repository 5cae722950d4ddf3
use crate::domain::model::{ExpectedSchema, RecordSet, ScoredBatch};
use crate::utils::error::Result;
use async_trait::async_trait;

pub trait Storage: Send + Sync {
    fn read_file(&self, path: &str) -> impl std::future::Future<Output = Result<Vec<u8>>> + Send;
    fn write_file(
        &self,
        path: &str,
        data: &[u8],
    ) -> impl std::future::Future<Output = Result<()>> + Send;
}

pub trait ConfigProvider: Send + Sync {
    fn model_path(&self) -> &str;
    fn output_path(&self) -> &str;
    fn output_formats(&self) -> &[String];
    fn csv_filename(&self) -> &str {
        "predictions.csv"
    }
    fn json_filename(&self) -> &str {
        "predictions.json"
    }
}

/// A frozen, previously-trained classifier.
///
/// Implementations never mutate themselves after loading, so one instance is
/// shared read-only across every prediction run. Both prediction methods must
/// return one entry per input row, in input order. An `Err` means the model
/// rejected the input shape.
pub trait ModelArtifact: Send + Sync {
    fn predict_class(&self, records: &RecordSet) -> anyhow::Result<Vec<usize>>;

    fn predict_probabilities(&self, records: &RecordSet) -> anyhow::Result<Vec<Vec<f64>>>;

    /// Feature names the model was fit on, when the artifact records them.
    fn expected_schema(&self) -> Option<&ExpectedSchema> {
        None
    }

    fn name(&self) -> &str {
        "model"
    }
}

#[async_trait]
pub trait Pipeline: Send + Sync {
    async fn extract(&self) -> Result<RecordSet>;
    async fn transform(&self, data: RecordSet) -> Result<ScoredBatch>;
    /// Returns the export location, if the pipeline writes one.
    async fn load(&self, result: &ScoredBatch) -> Result<Option<String>>;
}
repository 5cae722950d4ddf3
use crate::domain::model::{ExpectedSchema, Record, RecordSet};
use serde_json::{Map, Value};

/// Reshape `records` to the column layout a model was fit on.
///
/// With a schema, every output row holds exactly the schema's columns in the
/// schema's order. Values are copied untouched, absent columns become
/// `Value::Null`, and columns the schema does not name are dropped. Without a
/// schema the input is returned as-is.
pub fn align(records: RecordSet, expected_schema: Option<&ExpectedSchema>) -> RecordSet {
    let Some(schema) = expected_schema else {
        return records;
    };

    let aligned = records
        .records
        .into_iter()
        .map(|record| align_record(record, schema))
        .collect();

    RecordSet::new(schema.columns().to_vec(), aligned)
}

fn align_record(mut record: Record, schema: &ExpectedSchema) -> Record {
    let mut data = Map::with_capacity(schema.len());
    for column in schema.columns() {
        let value = record.data.remove(column).unwrap_or(Value::Null);
        data.insert(column.clone(), value);
    }
    Record { data }
}
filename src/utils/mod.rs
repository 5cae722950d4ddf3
pub mod error;
pub mod logger;
pub mod monitor;
pub mod validation;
__________
**Problem**
Every line above should be written out again, unchanged.

**Task result**
repository 5cae722950d4ddf3
use crate::domain::model::{ExpectedSchema, RecordSet, ScoredBatch};
use crate::utils::error::Result;
use async_trait::async_trait;

pub trait Storage: Send + Sync {
    fn read_file(&self, path: &str) -> impl std::future::Future<Output = Result<Vec<u8>>> + Send;
    fn write_file(
        &self,
        path: &str,
        data: &[u8],
    ) -> impl std::future::Future<Output = Result<()>> + Send;
}

pub trait ConfigProvider: Send + Sync {
    fn model_path(&self) -> &str;
    fn output_path(&self) -> &str;
    fn output_formats(&self) -> &[String];
    fn csv_filename(&self) -> &str {
        "predictions.csv"
    }
    fn json_filename(&self) -> &str {
        "predictions.json"
    }
}

/// A frozen, previously-trained classifier.
///
/// Implementations never mutate themselves after loading, so one instance is
/// shared read-only across every prediction run. Both prediction methods must
/// return one entry per input row, in input order. An `Err` means the model
/// rejected the input shape.
pub trait ModelArtifact: Send + Sync {
    fn predict_class(&self, records: &RecordSet) -> anyhow::Result<Vec<usize>>;

    fn predict_probabilities(&self, records: &RecordSet) -> anyhow::Result<Vec<Vec<f64>>>;

    /// Feature names the model was fit on, when the artifact records them.
    fn expected_schema(&self) -> Option<&ExpectedSchema> {
        None
    }

    fn name(&self) -> &str {
        "model"
    }
}

#[async_trait]
pub trait Pipeline: Send + Sync {
    async fn extract(&self) -> Result<RecordSet>;
    async fn transform(&self, data: RecordSet) -> Result<ScoredBatch>;
    /// Returns the export location, if the pipeline writes one.
    async fn load(&self, result: &ScoredBatch) -> Result<Option<String>>;
}
repository 5cae722950d4ddf3
use crate::domain::model::{ExpectedSchema, Record, RecordSet};
use serde_json::{Map, Value};

/// Reshape `records` to the column layout a model was fit on.
///
/// With a schema, every output row holds exactly the schema's columns in the
/// schema's order. Values are copied untouched, absent columns become
/// `Value::Null`, and columns the schema does not name are dropped. Without a
/// schema the input is returned as-is.
pub fn align(records: RecordSet, expected_schema: Option<&ExpectedSchema>) -> RecordSet {
    let Some(schema) = expected_schema else {
        return records;
    };

    let aligned = records
        .records
        .into_iter()
        .map(|record| align_record(record, schema))
        .collect();

    RecordSet::new(schema.columns().to_vec(), aligned)
}

fn align_record(mut record: Record, schema: &ExpectedSchema) -> Record {
    let mut data = Map::with_capacity(schema.len());
    for column in schema.columns() {
        let value = record.data.remove(column).unwrap_or(Value::Null);
        data.insert(column.clone(), value);
    }
    Record { data }
}
filename src/utils/mod.rs
repository 5cae722950d4ddf3
pub mod error;
pub mod logger;
pub mod monitor;
pub mod validation;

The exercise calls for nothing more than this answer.